Beamforming (and beam steering) with the fabricated 16-element array was implemented using the driver board with 3-level square pulses. The optimal delay Δtn for each element at different F and θs were found from (1), which has been implemented in k-Wave. Figs. 12a and 12b show the optimal delay of each element for beam steering at θs = 0° and 45°, respectively, at different F of 8 mm, 12 mm, and 16 mm. As expected, for focusing along the normal axis (θs = 0°), Δtn values follow a symmetric spherical pattern with the largest Δtn for the element(s) at the center (# 8 and 9 in Fig. 12a). Also, smaller F requires more curvature of the delay pattern.

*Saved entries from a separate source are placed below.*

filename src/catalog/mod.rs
//! The catalog engine: namespace records, thread records and hard links,
//! driven through the `CatalogTree` and `BlockAllocator` collaborators.
//!
//! Callers hold the catalog lock (shared for lookups, exclusive for
//! mutations) around every call; nothing here takes it.

pub mod attr;
pub mod codec;
pub mod hardlink;
pub mod lookup;
pub mod mangle;
pub mod mutate;
pub mod readdir;
pub mod records;
pub mod thread;
pub mod unicode;

use std::sync::Arc;

use dashmap::DashSet;
use tracing::info;

use crate::alloc::BlockAllocator;
use crate::btree::CatalogTree;
use crate::cnode::CnodeCache;
use crate::config::CatalogConfig;
use crate::error::Result;
use crate::volume::{
    PrivateDir, Vcb, DIR_HARDLINKS, DIR_HARDLINK_DIR_NAME, FILE_HARDLINKS,
    FILE_HARDLINK_DIR_NAME,
};

use self::attr::{CatAttr, CatDesc, CD_ISDIR, S_IFDIR};
use self::codec::{build_key_for, build_thread, build_thread_key};
use self::records::*;

pub use self::hardlink::IGNORE_LINK;
pub use self::lookup::LookupResult;
pub use self::mutate::{PreparedRename, RenameOutcome};
pub use self::readdir::{DirEntry, EntriesOutcome, LinkInfo, EOF_COOKIE};

pub struct Catalog {
    tree: Arc<dyn CatalogTree>,
    alloc: Arc<dyn BlockAllocator>,
    vcb: Vcb,
    config: CatalogConfig,
    cache: CnodeCache,
    /// CNIDs handed out by `acquire_cnid` whose records are not in yet.
    reserved: DashSet<Cnid>,
    /// CNIDs that still own extended attributes from a deleted entry.
    orphaned_attrs: DashSet<Cnid>,
}

impl Catalog {
    pub fn new(
        tree: Arc<dyn CatalogTree>,
        alloc: Arc<dyn BlockAllocator>,
        vcb: Vcb,
        config: CatalogConfig,
        cache: CnodeCache,
    ) -> Self {
        Self {
            tree,
            alloc,
            vcb,
            config,
            cache,
            reserved: DashSet::new(),
            orphaned_attrs: DashSet::new(),
        }
    }

    pub fn tree(&self) -> &dyn CatalogTree {
        self.tree.as_ref()
    }

    pub fn allocator(&self) -> &dyn BlockAllocator {
        self.alloc.as_ref()
    }

    pub fn vcb(&self) -> &Vcb {
        &self.vcb
    }

    pub fn config(&self) -> &CatalogConfig {
        &self.config
    }

    pub fn cache(&self) -> &CnodeCache {
        &self.cache
    }

    pub fn add_orphaned_attrs(&self, cnid: Cnid) {
        self.orphaned_attrs.insert(cnid);
    }

    pub fn clear_orphaned_attrs(&self, cnid: Cnid) {
        self.orphaned_attrs.remove(&cnid);
    }

    pub fn orphaned_attrs(&self) -> Vec<Cnid> {
        let mut ids: Vec<Cnid> = self.orphaned_attrs.iter().map(|id| *id).collect();
        ids.sort_unstable();
        ids
    }

    /// Every record in key order.
    pub fn snapshot(&self) -> Result<Vec<(CatalogKey, CatalogRecord)>> {
        let mut out = Vec::with_capacity(self.tree.record_count());
        self.tree
            .iterate(&CatalogKey::default(), false, &mut |key, rec, _| {
                out.push((key.clone(), rec.clone()));
                true
            })?;
        Ok(out)
    }

    /// Lay down an empty volume: the root folder, its thread, and the two
    /// private hard-link directories.
    pub fn initialize(&self, volume_name: &str) -> Result<()> {
        let now = now_bsd();
        let root_key = build_key_for(ROOT_PARENT_ID, volume_name)?;
        let mut root = folder_record(ROOT_FOLDER_ID, 0o755, now);
        root.valence = 2;
        root.folder_count = 2;
        self.tree.insert(
            &build_thread_key(ROOT_FOLDER_ID),
            CatalogRecord::Thread(build_thread(&root_key, true)),
        )?;
        self.tree.insert(&root_key, CatalogRecord::Folder(root))?;

        for (which, name) in [
            (FILE_HARDLINKS, FILE_HARDLINK_DIR_NAME),
            (DIR_HARDLINKS, DIR_HARDLINK_DIR_NAME),
        ] {
            let cnid = self.acquire_cnid()?;
            let mut attr = CatAttr::new_entry(S_IFDIR, 0, 0);
            attr.fileid = cnid;
            attr.itime = now;
            let mut desc = CatDesc::named(ROOT_FOLDER_ID, name);
            desc.flags |= CD_ISDIR;
            let created = self.create(cnid, &desc, &attr);
            self.release_cnid(cnid);
            created?;
            self.vcb.with_header(|h| {
                h.private_dirs[which] = PrivateDir {
                    cnid,
                    create_date: now,
                };
            });
        }
        self.vcb.with_header(|h| {
            h.name = volume_name.to_string();
            h.create_date = now;
            h.local_create_date = to_hfs_time(now);
            h.folder_count = 2;
        });
        info!("initialized volume {} ({} records)", volume_name, self.tree.record_count());
        Ok(())
    }
}

fn folder_record(cnid: Cnid, perms: u16, now: i64) -> FolderRecord {
    let date = to_hfs_time(now);
    FolderRecord {
        flags: REC_THREAD_EXISTS | REC_HAS_FOLDER_COUNT,
        folder_id: cnid,
        dates: CatalogDates {
            create: date,
            content_mod: date,
            attribute_mod: date,
            access: date,
            backup: 0,
        },
        bsd: BsdInfo {
            file_mode: S_IFDIR | perms,
            ..Default::default()
        },
        ..Default::default()
    }
}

By contrast, for steering a focused beam at θs = 45°, Δtn values follow a tapered spherical pattern (Fig. 12b).
Fig. 12.

Optimal delay of each element for beam steering and focusing at (a) θs = 0° and (b) θs = 45° at different focal distances F.

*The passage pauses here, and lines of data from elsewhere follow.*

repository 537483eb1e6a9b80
//! Mangled names for catalog names whose UTF-8 form exceeds `NAME_MAX`.
//!
//! A mangled name is `<prefix>#<CNID in hex><extension>`, cut to fit.
//! The embedded CNID makes it reversible through an id lookup.

use super::records::{Cnid, NAME_MAX};

/// Extensions longer than this (including the dot) are not preserved.
const MAX_EXTENSION_LEN: usize = 15;

pub fn needs_mangling(name: &str) -> bool {
    name.len() > NAME_MAX
}

fn extension(name: &str) -> &str {
    match name.rfind('.') {
        Some(pos) if pos > 0 && name.len() - pos <= MAX_EXTENSION_LEN => &name[pos..],
        _ => "",
    }
}

fn floor_char_boundary(s: &str, mut idx: usize) -> usize {
    if idx >= s.len() {
        return s.len();
    }
    while !s.is_char_boundary(idx) {
        idx -= 1;
    }
    idx
}

/// Deterministically shorten `name` to at most `max_len` bytes, embedding `cnid`.
pub fn mangle_name(name: &str, cnid: Cnid, max_len: usize) -> String {
    let id = format!("#{:X}", cnid);
    let ext = extension(name);
    let stem = &name[..name.len() - ext.len()];
    let room = max_len.saturating_sub(id.len() + ext.len());
    let cut = floor_char_boundary(stem, room);
    let mut out = String::with_capacity(max_len);
    out.push_str(&stem[..cut]);
    out.push_str(&id);
    out.push_str(ext);
    out
}

/// Mangle for the external name limit.
pub fn mangle(name: &str, cnid: Cnid) -> String {
    mangle_name(name, cnid, NAME_MAX)
}

/// Pull the CNID out of a name that looks mangled.
pub fn extract_mangled_cnid(name: &str) -> Option<Cnid> {
    let hash = name.rfind('#')?;
    let rest = &name[hash + 1..];
    let digits_end = rest
        .find(|c: char| !c.is_ascii_hexdigit())
        .unwrap_or(rest.len());
    let digits = &rest[..digits_end];
    let tail = &rest[digits_end..];
    if digits.is_empty() || digits.len() > 8 {
        return None;
    }
    if !tail.is_empty() && !tail.starts_with('.') {
        return None;
    }
    // Mangling always emits upper-case hex.
    if digits.chars().any(|c| c.is_ascii_lowercase()) {
        return None;
    }
    u32::from_str_radix(digits, 16).ok()
}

Our setup can generate focused beams with stimulation patterns required for USN [7]. The driver board can operate in a burst mode with a pulse repetition frequency (PRF). Fig. 13 shows periodic bursts of pulses at PRF = 1 kHz across one of the elements, while focusing at F = 12 mm (θs = 0°) with all 16 elements of the fabricated array. The Fig. 13 inset shows zoomed waveforms of the sync pulse, 6 cycles of 3-level square pulses (150 Vp-p) across one element, and the hydrophone voltage corresponding to a spatial peak pressure output of ~ 1.15 MPa. To decouple the electrical interference from the hydrophone output, only 6 cycles were used in all measurements, resulting in > 95% of the achievable peak pressure with more cycles.
Fig. 13.

Measured periodic bursts of pulses (PRF = 1 kHz) and hydrophone voltage in beam focusing at F = 12 mm (θs = 0°) with all 16 elements.

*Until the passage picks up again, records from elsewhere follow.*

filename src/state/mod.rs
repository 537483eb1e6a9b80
pub mod reaper;
#[test]
fn test_rename_onto_itself_is_noop() {
    let cat = catalog();
    let a = make(&cat, ROOT_FOLDER_ID, "a", false);
    let root = cat.lookup_by_id(ROOT_FOLDER_ID, true, false).unwrap().desc;
    let before = cat.snapshot().unwrap();
    let prepared = cat
        .rename_prepare(&a, &root, &CatDesc::named(ROOT_FOLDER_ID, "a"))
        .unwrap();
    let outcome = cat.commit_rename(prepared);
    assert!(!outcome.volume_flagged);
    assert_eq!(cat.snapshot().unwrap(), before);
}

#[test]
fn test_commit_without_thread_flags_volume() {
    let cat = catalog();
    let a = make(&cat, ROOT_FOLDER_ID, "a", false);
    let root = cat.lookup_by_id(ROOT_FOLDER_ID, true, false).unwrap().desc;
    let prepared = cat
        .rename_prepare(&a, &root, &CatDesc::named(ROOT_FOLDER_ID, "b"))
        .unwrap();
    cat.tree().delete(&build_thread_key(a.cnid)).unwrap();
    let outcome = cat.commit_rename(prepared);
    assert!(outcome.volume_flagged);
    assert!(cat.vcb().is_inconsistent());
    // The thread was still rewritten.
    assert_eq!(cat.lookup_by_id(a.cnid, false, false).unwrap().desc.name, "b");
}

// ---------------------------------------------------------------------------
// Update
// ---------------------------------------------------------------------------

#[test]
fn test_update_attributes_and_fork() {
    let cat = catalog();
    let file = make(&cat, ROOT_FOLDER_ID, "f", false);
    let found = cat.lookup_by_name(&file, false).unwrap();

    let mut attr = found.attr.clone();
    attr.mode = S_IFREG | 0o600;
    attr.flags = UF_IMMUTABLE;
    attr.mtime = 1_700_000_000;
    let fork = CatFork {
        size: 1000,
        total_blocks: 2,
        ..Default::default()
    };
    cat.update(&found.desc, &attr, Some(&fork), None).unwrap();

    let again = cat.lookup_by_name(&file, false).unwrap();
    assert_eq!(again.attr.mode, S_IFREG | 0o600);
    assert_eq!(again.attr.mtime, 1_700_000_000);
    assert_ne!(again.attr.recflags & REC_FILE_LOCKED, 0);
    assert_ne!(again.attr.recflags & REC_THREAD_EXISTS, 0);
    assert_eq!(again.fork.unwrap().size, 1000);
}

#[test]
fn test_update_keeps_owner_with_unknown_perms() {
    let mut config = CatalogConfig::default();
    config.unknown_perms = true;
    let cat = catalog_with(config.clone());
    let file = make(&cat, ROOT_FOLDER_ID, "f", false);
    let mut attr = cat.lookup_by_name(&file, false).unwrap().attr;
    attr.uid = config.unknown_uid;
    attr.gid = 80;
    cat.update(&file, &attr, None, None).unwrap();
    let again = cat.lookup_by_name(&file, false).unwrap().attr;
    assert_eq!(again.uid, UID);
    assert_eq!(again.gid, 80);
}

#[test]
fn test_update_directory_counts() {
    let cat = catalog();
    let mut dir = CatDesc::named(ROOT_FOLDER_ID, "d");
    dir.flags |= CD_ISDIR;
    let cnid = cat.acquire_cnid().unwrap();
    let dir = cat.create(cnid, &dir, &dir_attr(cnid)).unwrap();
    cat.release_cnid(cnid);

    let mut attr = cat.lookup_by_id(cnid, false, false).unwrap().attr;
    attr.entries = 3;
    attr.dircount = 1;
    cat.update(&dir, &attr, None, None).unwrap();
    let again = cat.lookup_by_id(cnid, false, false).unwrap().attr;
    assert_eq!((again.entries, again.dircount), (3, 1));
}

// ---------------------------------------------------------------------------
// CNID allocation
// ---------------------------------------------------------------------------

#[test]
fn test_acquire_skips_used_ids() {
    let cat = catalog();
    let next = cat.vcb().header().next_catalog_id;
    // A thread record, an orphaned attribute owner and a reservation.
    cat.create(next, &CatDesc::named(ROOT_FOLDER_ID, "x"), &file_attr(next))
        .unwrap();
    cat.add_orphaned_attrs(next + 1);
    let held = cat.acquire_cnid().unwrap();
    assert_eq!(held, next + 2);
    cat.vcb().with_header(|h| h.next_catalog_id = next);
    assert_eq!(cat.acquire_cnid().unwrap(), next + 3);
    cat.release_cnid(held);
    cat.clear_orphaned_attrs(next + 1);
}

#[test]
fn test_acquire_wraps_once() {
    let cat = catalog();
    cat.vcb().with_header(|h| h.next_catalog_id = u32::MAX - 1);
    assert_eq!(cat.acquire_cnid().unwrap(), u32::MAX - 1);
    assert!(!cat.vcb().cnids_reused());

    // Wraps to the first user id, skipping the private directories.
    let private = cat.vcb().header().private_dirs;
    let id = cat.acquire_cnid().unwrap();
    assert!(cat.vcb().cnids_reused());
    assert!(id >= FIRST_USER_CNID);
    assert!(private.iter().all(|d| d.cnid != id));
}

#[test]
fn test_acquire_gives_up_after_second_wrap() {
    let mut config = CatalogConfig::default();
    config.max_cnid = FIRST_USER_CNID + 4;
    let cat = catalog_with(config);
    let mut held = Vec::new();
    let err = loop {
        match cat.acquire_cnid() {
            Ok(cnid) => held.push(cnid),
            Err(e) => break e,
        }
        assert!(held.len() <= 4, "ids never ran out");
    };
    assert!(matches!(err, CatalogError::NoSpace));
    assert!(held.iter().all(|&c| c < FIRST_USER_CNID + 4));

    // Releasing a reservation makes its id available again.
    cat.release_cnid(held[0]);
    assert_eq!(cat.acquire_cnid().unwrap(), held[0]);
}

Several measurements were also performed to demonstrate the beam steering and focusing capability of the 16-element array with 150 Vp-p pulses (and validate simulation results). Table II summarizes the measured and simulated results of the fabricated 16-element array, including the axial (x) and lateral (y and z) resolutions, peak US pressure, and corresponding ISPPA when the beam was focused at different F and θs. These results have been described in detail in the following figures.
TABLE II.
Summary of Measured and Simulated Results of the Fabricated Array
| Sim / Meas | Medium | Focal Dis., F (mm) | Steering Angle, θS (deg) | Axial Res. (mm) | Lateral (y) Res. (mm) | Lateral (z) Res. (mm) | *Peak US Pressure (MPa) | US Intensity, ISPPA (W/cm2) |
|---|---|---|---|---|---|---|---|---|
| Sim | Brain Tissue | 12 | 0 | 8.32 | 1.43 | 3 | 1 | - |
| Meas | Water | 9 | 1.6 | 3.4 | 1.15 | 32.1 | ||
| Sim | Brain Tissue | 12 | 45 | 9 | 1.9 | - | 0.8 | - |
| Meas | Water | 11.2 | 1.7 | - | 0.99 | 25.9 | ||
| Sim | Brain Tissue | 12 | −45 | 9 | 1.9 | - | 0.8 | - |
| Meas | Water | 11.1 | 1.8 | - | 0.94 | 22.3 | ||
| Sim | Brain Tissue | 8 | 0 | 4.6 | 0.98 | 2.9 | 1.1 | - |
| Meas | Water | 4.6 | 1 | - | 1.63 | 65.9 | ||
| Sim | Brain Tissue | 8 | 45 | 5.9 | 1.2 | - | 0.9 | - |
| Meas | Water | 4.6 | 1.1 | - | 1.59 | 62.3 | ||
| Sim | Brain Tissue | 16 | 0 | 11.4 | 1.69 | 3.5 | 0.88 | - |
| Meas | Water | 10.4 | 2 | - | 1 | 24.9 | ||
| Sim | Brain Tissue | 16 | 45 | 12.79 | 1.93 | - | 0.7 | - |
| Meas | Water | 12.8 | 2 | - | 0.92 | 22 | ||
| Meas (yz) | With Tissue | 12 | 0 | - | 1.4 | 3.4 | 1 | 24.9 |
| Meas | With Skull | 16 | 0 | 7.2 | 1.6 | 0.84 | 18.8 | |
| Meas | With Skull | 16 | 45 | 6.5 | 1.5 | - | 0.76 | 14.9 |
Simulated values for peak US pressure are all normalized to that of F = 12 mm, θs = 0°.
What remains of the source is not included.